2. The fuse was changed from a (b)(4) fuse,
3. A user controlled temperature feature was added to the device.
4. The out of range temperature lights were modified.
The kind of information you need to submit in order to obtain approval or clearance for your device is described on the Internet at http://www.fda.gov/cdrh/devadvice/3122.html.
The FDA will evaluate the information you submit and decide whether your product may be legally marketed.
You should take prompt action to correct the violations addressed in this letter. Failure to promptly correct these violations may result in regulatory action being initiated by the Food and Drug Administration without further notice. These actions include, but are not limited to, seizure, injunction, and/or civil money penalties. Also, federal agencies are advised of the issuance of all Warning Letters about devices so that they may take this information into account when considering the award of contracts.
Additionally, premarket approval applications for Class III devices to which the Quality System regulation deviations are reasonably related will not be approved until the violations have been corrected. Requests for Certificates to Foreign Governments will not be granted until the violations related to the subject devices have been corrected.

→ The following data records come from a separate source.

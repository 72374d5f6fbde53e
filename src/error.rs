//! Error taxonomy for the ticketing core.
//!
//! Every failure a state-changing operation can produce is one of these
//! variants; all of them are recovered at the request boundary and returned
//! as typed failures, never raised into the transport layer.

use thiserror::Error;

/// Errors produced by the ticketing core.
#[derive(Debug, Error)]
pub enum CoreError {
    /// Bad input shape or range (quantity <= 0, missing rejection reason).
    #[error("invalid request: {0}")]
    Validation(String),

    /// Actor is not permitted to perform this transition.
    #[error("not authorized: {0}")]
    Authorization(String),

    /// Not enough remaining inventory for the requested quantity.
    #[error("not enough tickets available")]
    Oversold,

    /// Transition attempted from the wrong status; a no-op failure.
    #[error("conflicting state: {0}")]
    StateConflict(String),

    /// Unknown order/ticket/event/ticket type.
    #[error("{0} not found")]
    NotFound(String),

    /// Ticket reference failed signature verification or decoding.
    #[error("invalid ticket reference: {0}")]
    Signature(String),

    /// Blob upload or store I/O failure. The only retryable kind.
    #[error("storage failure: {0}")]
    Storage(String),
}

impl CoreError {
    /// Whether the caller may safely retry the request without side effects.
    ///
    /// Only [`CoreError::Storage`] qualifies: a storage failure commits
    /// nothing, while every other kind is a terminal verdict on the request.
    #[must_use]
    pub const fn is_retryable(&self) -> bool {
        matches!(self, Self::Storage(_))
    }

    /// Convenience constructor for [`CoreError::NotFound`].
    #[must_use]
    pub fn not_found(what: impl std::fmt::Display, id: impl std::fmt::Display) -> Self {
        Self::NotFound(format!("{what} {id}"))
    }
}
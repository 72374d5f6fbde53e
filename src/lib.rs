//! Ticket inventory reservation, payment verification, and gate validation.
//!
//! The core tracks a fixed per-ticket-type inventory through atomic
//! reserve/release operations, walks each order through a manual payment
//! verification state machine (`pending_payment -> pending_verification ->
//! paid | rejected`), mints HMAC-signed tickets on approval, and consumes
//! them exactly once at the gate, with every validation attempt recorded in
//! an append-only audit log.
//!
//! # Layout
//!
//! - [`types`]: domain entities, value objects, and status transition tables
//! - [`error`]: the [`error::CoreError`] taxonomy
//! - [`store`]: the [`store::Store`] trait with in-memory and Postgres
//!   implementations
//! - [`ledger`]: atomic inventory reserve/release
//! - [`orders`]: the order lifecycle service
//! - [`issuer`]: signed reference generation and ticket minting
//! - [`validator`]: gate-side validation with one-time consumption
//! - [`audit`]: the validation attempt log
//! - [`directory`]: identity, event, and blob-storage collaborators
//! - [`server`] / [`api`]: the Axum HTTP surface

pub mod api;
pub mod audit;
pub mod config;
pub mod directory;
pub mod error;
pub mod issuer;
pub mod ledger;
pub mod orders;
pub mod server;
pub mod store;
pub mod types;
pub mod validator;

pub use audit::AuditLog;
pub use error::CoreError;
pub use issuer::{ReferenceSigner, TicketIssuer};
pub use ledger::InventoryLedger;
pub use orders::OrderService;
pub use server::{build_router, AppState};
pub use store::{MemoryStore, PostgresStore, Store};
pub use validator::{TicketValidator, ValidationResult};
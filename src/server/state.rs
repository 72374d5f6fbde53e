//! Shared application state for Axum handlers.

use crate::audit::AuditLog;
use crate::directory::{BlobStore, EventDirectory, IdentityProvider};
use crate::issuer::TicketIssuer;
use crate::ledger::InventoryLedger;
use crate::orders::OrderService;
use crate::store::Store;
use crate::validator::TicketValidator;
use std::sync::Arc;

/// Application state shared across all HTTP handlers.
///
/// Everything in here is cheaply cloneable (`Arc`s and thin service handles
/// over them), so Axum can clone the state per request.
#[derive(Clone)]
pub struct AppState {
    /// Resolves bearer credentials to identities.
    pub identity: Arc<dyn IdentityProvider>,
    /// Order lifecycle service.
    pub orders: OrderService,
    /// Gate-side ticket validator.
    pub validator: TicketValidator,
    /// Validation audit trail.
    pub audit: AuditLog,
    /// Event directory, used for organizer checks on read endpoints.
    pub directory: Arc<dyn EventDirectory>,
}

impl AppState {
    /// Wires the full service graph over a store and its collaborators.
    #[must_use]
    pub fn new(
        store: Arc<dyn Store>,
        identity: Arc<dyn IdentityProvider>,
        directory: Arc<dyn EventDirectory>,
        blobs: Arc<dyn BlobStore>,
        issuer: TicketIssuer,
    ) -> Self {
        let ledger = InventoryLedger::new(Arc::clone(&store));
        let audit = AuditLog::new(Arc::clone(&store));
        let validator = TicketValidator::new(
            Arc::clone(&store),
            issuer.signer().clone(),
            audit.clone(),
        );
        let orders = OrderService::new(
            store,
            ledger,
            Arc::clone(&directory),
            blobs,
            issuer,
        );
        Self {
            identity,
            orders,
            validator,
            audit,
            directory,
        }
    }
}
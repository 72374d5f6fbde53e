//! End-to-end order lifecycle tests over the in-memory store.
//!
//! Walks the full flow: reserve inventory at order creation, attach a
//! payment proof, organizer approval minting signed tickets, rejection
//! releasing inventory, and the failure paths around each transition.

#![allow(clippy::unwrap_used)]
#![allow(clippy::expect_used)]

use boxoffice::directory::{
    BlobStore, EventDirectory, EventInfo, FailingBlobStore, Identity, MemoryBlobStore,
};
use boxoffice::error::CoreError;
use boxoffice::issuer::{ReferenceSigner, TicketIssuer};
use boxoffice::ledger::InventoryLedger;
use boxoffice::orders::OrderService;
use boxoffice::store::{MemoryStore, Store};
use boxoffice::types::{
    EventId, Money, Order, OrderId, OrderStatus, PaymentDetails, PaymentMethod, PaymentMethodId,
    PaymentMethodKind, Ticket, TicketId, TicketStatus, TicketType, TicketTypeId, UserId,
    UserRole, ValidationAttempt,
};
use async_trait::async_trait;
use boxoffice::validator::{Refusal, TicketValidator};
use boxoffice::AuditLog;
use chrono::{DateTime, Utc};
use std::sync::atomic::{AtomicBool, Ordering};
use std::sync::Arc;

struct World {
    store: Arc<dyn Store>,
    directory: Arc<boxoffice::directory::StaticEventDirectory>,
    orders: OrderService,
    validator: TicketValidator,
    organizer: Identity,
    buyer: Identity,
}

impl World {
    async fn new() -> Self {
        Self::with_blobs(Arc::new(MemoryBlobStore::new())).await
    }

    async fn with_blobs(blobs: Arc<dyn BlobStore>) -> Self {
        Self::build(Arc::new(MemoryStore::new()), blobs).await
    }

    async fn build(store: Arc<dyn Store>, blobs: Arc<dyn BlobStore>) -> Self {
        let directory = Arc::new(boxoffice::directory::StaticEventDirectory::new());
        let signer = ReferenceSigner::new("order-flow-test-secret");
        let issuer = TicketIssuer::new(signer.clone());
        let ledger = InventoryLedger::new(Arc::clone(&store));
        let audit = AuditLog::new(Arc::clone(&store));
        let validator = TicketValidator::new(Arc::clone(&store), signer, audit);
        let orders = OrderService::new(
            Arc::clone(&store),
            ledger,
            directory.clone(),
            blobs,
            issuer,
        );
        let organizer = Identity {
            user_id: UserId::new(),
            role: UserRole::Organizer,
            display_name: "Olga Organizer".to_string(),
        };
        let buyer = Identity {
            user_id: UserId::new(),
            role: UserRole::Viewer,
            display_name: "Billie Buyer".to_string(),
        };
        Self {
            store,
            directory,
            orders,
            validator,
            organizer,
            buyer,
        }
    }

    /// Seeds an event with one ticket type and one payment method.
    async fn seed_event(
        &self,
        total_quantity: u32,
        restricted_to: Option<UserRole>,
    ) -> (EventId, TicketTypeId, PaymentMethodId) {
        let event_id = EventId::new();
        self.directory
            .insert(EventInfo {
                id: event_id,
                name: "City Marathon".to_string(),
                organizer_id: self.organizer.user_id,
                restricted_to,
            })
            .await;

        let ticket_type_id = TicketTypeId::new();
        self.store
            .insert_ticket_type(TicketType {
                id: ticket_type_id,
                event_id,
                name: "General Admission".to_string(),
                unit_price: Money::from_cents(2500),
                total_quantity,
                sold_count: 0,
                sale_starts_at: None,
                sale_ends_at: None,
            })
            .await
            .unwrap();

        let payment_method_id = PaymentMethodId::new();
        self.store
            .insert_payment_method(PaymentMethod {
                id: payment_method_id,
                event_id,
                kind: PaymentMethodKind::BankTransfer {
                    bank_name: "First National".to_string(),
                    account_name: "City Marathon LLC".to_string(),
                    account_number: "12345678".to_string(),
                },
            })
            .await
            .unwrap();

        (event_id, ticket_type_id, payment_method_id)
    }
}

fn details() -> PaymentDetails {
    PaymentDetails {
        transaction_id: Some("TXN-42".to_string()),
        paid_at: Some(Utc::now()),
        notes: None,
    }
}

/// Store wrapper that fails the next armed operation once, then delegates.
/// Used to exercise the fault paths around order transitions.
#[derive(Default)]
struct FlakyStore {
    inner: MemoryStore,
    fail_next_update: AtomicBool,
    fail_next_reject: AtomicBool,
}

impl FlakyStore {
    fn storage_fault() -> CoreError {
        CoreError::Storage("order write timed out".to_string())
    }
}

#[async_trait]
impl Store for FlakyStore {
    async fn insert_ticket_type(&self, ticket_type: TicketType) -> Result<(), CoreError> {
        self.inner.insert_ticket_type(ticket_type).await
    }

    async fn ticket_type(&self, id: TicketTypeId) -> Result<TicketType, CoreError> {
        self.inner.ticket_type(id).await
    }

    async fn reserve(
        &self,
        id: TicketTypeId,
        quantity: u32,
        now: DateTime<Utc>,
    ) -> Result<(), CoreError> {
        self.inner.reserve(id, quantity, now).await
    }

    async fn release(&self, id: TicketTypeId, quantity: u32) -> Result<(), CoreError> {
        self.inner.release(id, quantity).await
    }

    async fn insert_payment_method(&self, method: PaymentMethod) -> Result<(), CoreError> {
        self.inner.insert_payment_method(method).await
    }

    async fn payment_method(&self, id: PaymentMethodId) -> Result<PaymentMethod, CoreError> {
        self.inner.payment_method(id).await
    }

    async fn insert_order(&self, order: Order) -> Result<(), CoreError> {
        self.inner.insert_order(order).await
    }

    async fn order(&self, id: OrderId) -> Result<Order, CoreError> {
        self.inner.order(id).await
    }

    async fn update_order(&self, order: Order, expected: OrderStatus) -> Result<(), CoreError> {
        if self.fail_next_update.swap(false, Ordering::SeqCst) {
            return Err(Self::storage_fault());
        }
        self.inner.update_order(order, expected).await
    }

    async fn approve_order(
        &self,
        order: Order,
        expected: OrderStatus,
        tickets: Vec<Ticket>,
    ) -> Result<(), CoreError> {
        self.inner.approve_order(order, expected, tickets).await
    }

    async fn reject_order(&self, order: Order, expected: OrderStatus) -> Result<(), CoreError> {
        if self.fail_next_reject.swap(false, Ordering::SeqCst) {
            return Err(Self::storage_fault());
        }
        self.inner.reject_order(order, expected).await
    }

    async fn ticket(&self, id: TicketId) -> Result<Option<Ticket>, CoreError> {
        self.inner.ticket(id).await
    }

    async fn ticket_by_reference(
        &self,
        event_id: EventId,
        reference: &str,
    ) -> Result<Option<Ticket>, CoreError> {
        self.inner.ticket_by_reference(event_id, reference).await
    }

    async fn tickets_for_order(&self, order_id: OrderId) -> Result<Vec<Ticket>, CoreError> {
        self.inner.tickets_for_order(order_id).await
    }

    async fn use_ticket(
        &self,
        id: TicketId,
        validator: UserId,
        now: DateTime<Utc>,
    ) -> Result<Ticket, CoreError> {
        self.inner.use_ticket(id, validator, now).await
    }

    async fn cancel_ticket(&self, id: TicketId) -> Result<(), CoreError> {
        self.inner.cancel_ticket(id).await
    }

    async fn append_attempt(&self, attempt: ValidationAttempt) -> Result<(), CoreError> {
        self.inner.append_attempt(attempt).await
    }

    async fn attempts_for_event(
        &self,
        event_id: EventId,
    ) -> Result<Vec<ValidationAttempt>, CoreError> {
        self.inner.attempts_for_event(event_id).await
    }
}

/// The complete happy path: create, submit proof, approve, then the first
/// gate scan admits and the second refuses as already used.
#[tokio::test]
async fn full_purchase_and_admission_flow() {
    let world = World::new().await;
    let (event_id, ticket_type_id, payment_method_id) = world.seed_event(5, None).await;

    // Create: inventory is held immediately.
    let order = world
        .orders
        .create_order(&world.buyer, event_id, ticket_type_id, payment_method_id, 2)
        .await
        .unwrap();
    assert_eq!(order.status, OrderStatus::PendingPayment);
    assert_eq!(world.store.ticket_type(ticket_type_id).await.unwrap().sold_count, 2);

    // Submit proof: moves to pending_verification.
    let order = world
        .orders
        .submit_proof(&world.buyer, order.id, details(), b"png bytes".to_vec())
        .await
        .unwrap();
    assert_eq!(order.status, OrderStatus::PendingVerification);
    assert!(order.proof_key.is_some());

    // Approve: mints one signed ticket per unit, atomically with the status.
    let (order, tickets) = world.orders.approve(&world.organizer, order.id).await.unwrap();
    assert_eq!(order.status, OrderStatus::Paid);
    assert_eq!(order.verified_by, Some(world.organizer.user_id));
    assert_eq!(tickets.len(), 2);
    let code = order.ticket_code.clone().unwrap();
    assert_eq!(tickets[0].ticket_number, format!("{code}-1"));
    assert_eq!(tickets[1].ticket_number, format!("{code}-2"));
    assert!(tickets.iter().all(|t| t.status == TicketStatus::Active && !t.is_used));
    assert!(tickets.iter().all(|t| t.holder_name == "Billie Buyer"));

    // First scan admits.
    let gate = UserId::new();
    let result = world
        .validator
        .validate(&tickets[0].reference, event_id, gate)
        .await
        .unwrap();
    assert!(result.valid);
    assert_eq!(result.ticket.unwrap().ticket_number, tickets[0].ticket_number);

    // Second scan of the same ticket refuses with who/when.
    let result = world
        .validator
        .validate(&tickets[0].reference, event_id, UserId::new())
        .await
        .unwrap();
    assert!(!result.valid);
    match result.refusal.unwrap() {
        Refusal::AlreadyUsed { used_at, validated_by } => {
            assert!(used_at.is_some());
            assert_eq!(validated_by, Some(gate));
        }
        other => panic!("expected already_used, got {other:?}"),
    }

    // The sibling ticket is unaffected.
    let result = world
        .validator
        .validate(&tickets[1].reference, event_id, gate)
        .await
        .unwrap();
    assert!(result.valid);
}

/// Rejection returns the held units and stores the reason; the order row
/// survives as the audit trail.
#[tokio::test]
async fn rejection_releases_inventory_exactly_once() {
    let world = World::new().await;
    let (event_id, ticket_type_id, payment_method_id) = world.seed_event(5, None).await;

    let order = world
        .orders
        .create_order(&world.buyer, event_id, ticket_type_id, payment_method_id, 3)
        .await
        .unwrap();
    let order = world
        .orders
        .submit_proof(&world.buyer, order.id, details(), b"blurry photo".to_vec())
        .await
        .unwrap();
    assert_eq!(world.store.ticket_type(ticket_type_id).await.unwrap().sold_count, 3);

    let order = world
        .orders
        .reject(&world.organizer, order.id, "amount does not match".to_string())
        .await
        .unwrap();
    assert_eq!(order.status, OrderStatus::Rejected);
    assert_eq!(order.rejection_reason.as_deref(), Some("amount does not match"));
    assert_eq!(world.store.ticket_type(ticket_type_id).await.unwrap().sold_count, 0);

    // A second decision on the same order conflicts and releases nothing.
    let err = world
        .orders
        .reject(&world.organizer, order.id, "again".to_string())
        .await
        .unwrap_err();
    assert!(matches!(err, CoreError::StateConflict(_)));
    assert_eq!(world.store.ticket_type(ticket_type_id).await.unwrap().sold_count, 0);

    // The order row is still readable.
    let stored = world.store.order(order.id).await.unwrap();
    assert_eq!(stored.status, OrderStatus::Rejected);
}

/// A storage fault during rejection leaves no intermediate state: the order
/// is never rejected with its units still held, and a retried rejection
/// lands and returns the capacity.
#[tokio::test]
async fn faulted_rejection_leaves_no_intermediate_state() {
    let flaky = Arc::new(FlakyStore::default());
    let world = World::build(flaky.clone(), Arc::new(MemoryBlobStore::new())).await;
    let (event_id, ticket_type_id, payment_method_id) = world.seed_event(1, None).await;

    let order = world
        .orders
        .create_order(&world.buyer, event_id, ticket_type_id, payment_method_id, 1)
        .await
        .unwrap();
    let order = world
        .orders
        .submit_proof(&world.buyer, order.id, details(), b"proof".to_vec())
        .await
        .unwrap();

    flaky.fail_next_reject.store(true, Ordering::SeqCst);
    let err = world
        .orders
        .reject(&world.organizer, order.id, "no matching transfer".to_string())
        .await
        .unwrap_err();
    assert!(err.is_retryable());

    // The transition did not land, so nothing was released either.
    let stored = world.store.order(order.id).await.unwrap();
    assert_eq!(stored.status, OrderStatus::PendingVerification);
    assert_eq!(world.store.ticket_type(ticket_type_id).await.unwrap().sold_count, 1);

    // The retry rejects and releases in one commit; the capacity is usable.
    let order = world
        .orders
        .reject(&world.organizer, order.id, "no matching transfer".to_string())
        .await
        .unwrap();
    assert_eq!(order.status, OrderStatus::Rejected);
    assert_eq!(world.store.ticket_type(ticket_type_id).await.unwrap().sold_count, 0);
    world
        .orders
        .create_order(&world.buyer, event_id, ticket_type_id, payment_method_id, 1)
        .await
        .unwrap();
}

Finally, you should know that this letter is not intended to be an all-inclusive list of the violations at your facility. It is your responsibility to ensure compliance with applicable laws and regulations administered by FDA. The specific violations noted in this letter and in the Inspectional Observations issued at the closeout of the inspection may be symptomatic of serious problems in your firm's manufacturing and quality assurance systems. You should investigate and determine the causes of the violations, and take prompt actions to correct the violations and to bring your products into compliance.
Please notify this office in writing within fifteen (15) working days from the date you receive this letter of the specific steps you have taken to correct the noted violations, including an explanation of how you plan to prevent these violations, or similar violations, from occurring again. Include documentation of the corrective action you have taken. If your planned corrections will occur over time, please include a timetable for implementation of those corrections. If corrective action cannot be completed within 15 working days, state the reason for the delay and the time within which the corrections will be completed.
Your response should be sent to Serene N. Ackall, Compliance Officer at the address in the letterhead. If you have any questions about this letter, you can call Ms. Ackall at 404-253-1296.